Examples of species that have been produced through aquaculture include catfish, tilapia, trout, carps , milkfish, seaweeds and prawns. Many
other species are also cultured in different parts of the world. Ability to culture a species depends on domestication and climatic factors such as temperature, altitude etc. Production systems include earthen ponds, raceways, cages, pens, tanks, and recirculation. These vary in the intensity of production possible.

Why fish farming?

  • Food for the family (fish is a good source of proteins)
  • Enterprise
  • Employment creation and poverty eradication

Basic requirements
Before starting fish farming, a farmer needs to have basic knowledge on fish and fish farming in general. He/she then needs to have money
(capital) to invest. The cost of investment depends on the system of production and local soil conditions. The investment includes land, buildings, ponds and start-up costs (constructing ponds, digging water wells, constructing a farm house and store, installing pumps and pipe systems for water, digging draina ge ditches, access road construction, and value addition facilities).

Site Selection:
The success of a fish farming project largely depends on your project site conditions. Selection of the site and appropriate design of your fish farm in this site must take into account the biological traits of the target fish, the intended capacity required to achieve optimal and cost
effective production. Factors to consider:

  • Climate: Precipitation, temperature range, winds, solar radiation, cloudiness
  • Water source: Type, availability, seasonal flow rate, elevations, flooding
  • Water quality: Composition, salinity, mud erosion, etc
  • Land: Topography and the elevation system of land and water source
  • Soil: Profile and mechanical characteristics for construction
  • Environment: Pollution, hazards, sensitive ecological niches
  • Infrastructure: Roads, services, access, communication, electrical grid, etc
  • Social: Neighbours

Suitable fish species for farming

  • Criteria for selecting the appropriate fish to culture:
  •  Full control over the life cycle processes in captivity
  •  Fast growth rate, from egg to market size
  •  Simple and inexpensive dietary needs
  •  Hardiness and resistance to disease
  •  Market acceptability
  • Availability of proven technology

Basic knowledge for running a fish farm
Biology of the fish to farm (“from egg to table size”)
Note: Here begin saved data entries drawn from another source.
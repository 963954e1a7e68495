//! Pluggable networking and persistence traits.
//!
//! External crates implement these to provide data fetching and storage;
//! nothing in this crate performs I/O on its own.

use std::future::Future;
use std::pin::Pin;

use crate::identifiers::RegionIdentifier;
use crate::models::types::Result;

/// Fetch raw bytes from a URL
pub trait DataFetcher: Send + Sync {
    fn fetch<'a>(
        &'a self,
        url: &'a str,
    ) -> Pin<Box<dyn Future<Output = Result<Vec<u8>>> + Send + 'a>>;
}

/// Remembers which region the user picked.
pub trait RegionStore: Send + Sync {
    fn load_current_region<'a>(
        &'a self,
    ) -> Pin<Box<dyn Future<Output = Result<Option<RegionIdentifier>>> + Send + 'a>>;

    fn save_current_region<'a>(
        &'a self,
        region: RegionIdentifier,
    ) -> Pin<Box<dyn Future<Output = Result<()>> + Send + 'a>>;
}
//! # oba-transit
//!
//! Typed models for the OneBusAway REST API and the machinery to decode them.
//!
//! ## Features
//!
//! - **Resilient references**: every entity list in a `references` block is
//!   decoded on its own, and failures name the list that broke
//! - **Model operations**: cancellable decode units with a set-once result
//! - **Operation queue**: bounded-concurrency executor on tokio
//! - **Region provider**: async contract plus an in-memory implementation
//!   with a spatial index over region bounds
//! - **Pluggable networking**: implement your own data fetching and storage
//!
//! ## Example
//!
//! ```
//! use oba_transit::prelude::*;
//! use serde_json::json;
//!
//! let payload = json!({
//!     "code": 200,
//!     "data": {
//!         "list": [{"agencyId": "1", "lat": 47.53, "latSpan": 0.7, "lon": -122.11, "lonSpan": 0.8}],
//!         "references": {
//!             "agencies": [{"id": "1", "name": "Metro Transit", "url": "https://kingcounty.gov/metro", "timezone": "America/Los_Angeles"}],
//!             "routes": [], "situations": [], "stops": [], "trips": []
//!         }
//!     }
//! });
//!
//! let operation = AgenciesWithCoverageModelOperation::new(payload);
//! assert!(operation.agencies_with_coverage().is_empty());
//!
//! operation.execute();
//! let coverage = &operation.agencies_with_coverage()[0];
//! let agency = coverage.agency(operation.references().unwrap()).unwrap();
//! assert_eq!(&*agency.name, "Metro Transit");
//! ```

pub mod decode;
pub mod identifiers;
pub mod models;
pub mod network;
pub mod operation;
pub mod provider;
pub mod spatial;

// Re-exports for convenience
pub mod prelude {
    pub use crate::decode::{
        decode_models, decode_models_from_slice, DecodeError, EntityKind, ModelList,
    };
    pub use crate::identifiers::*;
    pub use crate::models::*;
    pub use crate::network::traits::*;
    pub use crate::operation::{
        AgenciesWithCoverageModelOperation, AgencyModelOperation, ModelOperation, OperationError,
        OperationQueue, OperationState, QueueConfig, RegionsModelOperation, RoutesModelOperation,
        StopsModelOperation, TripModelOperation,
    };
    pub use crate::provider::*;
}

pub use prelude::*;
Design and construction of production units (ponds)

  • Basic inputs (water and energy)
  • Basic materials (feeds, drugs and chemicals)
  • Brood stock management
  • Hatchery management/operations

Feeds and Feeding

Feeding is a very essential component in fish farming. Feeds can cost dearly for a fish famer and especially when they are not locally available. A farmer must know where to buy the best feeds for his fish. Alternatively, he must be able to produce feeds for his fish using local available ingredients. A famer should also know how to grow natural feeds for fish through pond fertilization. The farmer should also have knowledge on the amount of feeds to be given to the fish and the number of time that fish have to be fed in day .

Pond Management

Pond management can mean the difference between profit and loss. A well managed pond means a pond that has its water quality maintained with appropriate dissolved oxygen, nutrient balance and low in ammonia, nitrites and low secchi disk. This conditions must be monitored and remedial action taken.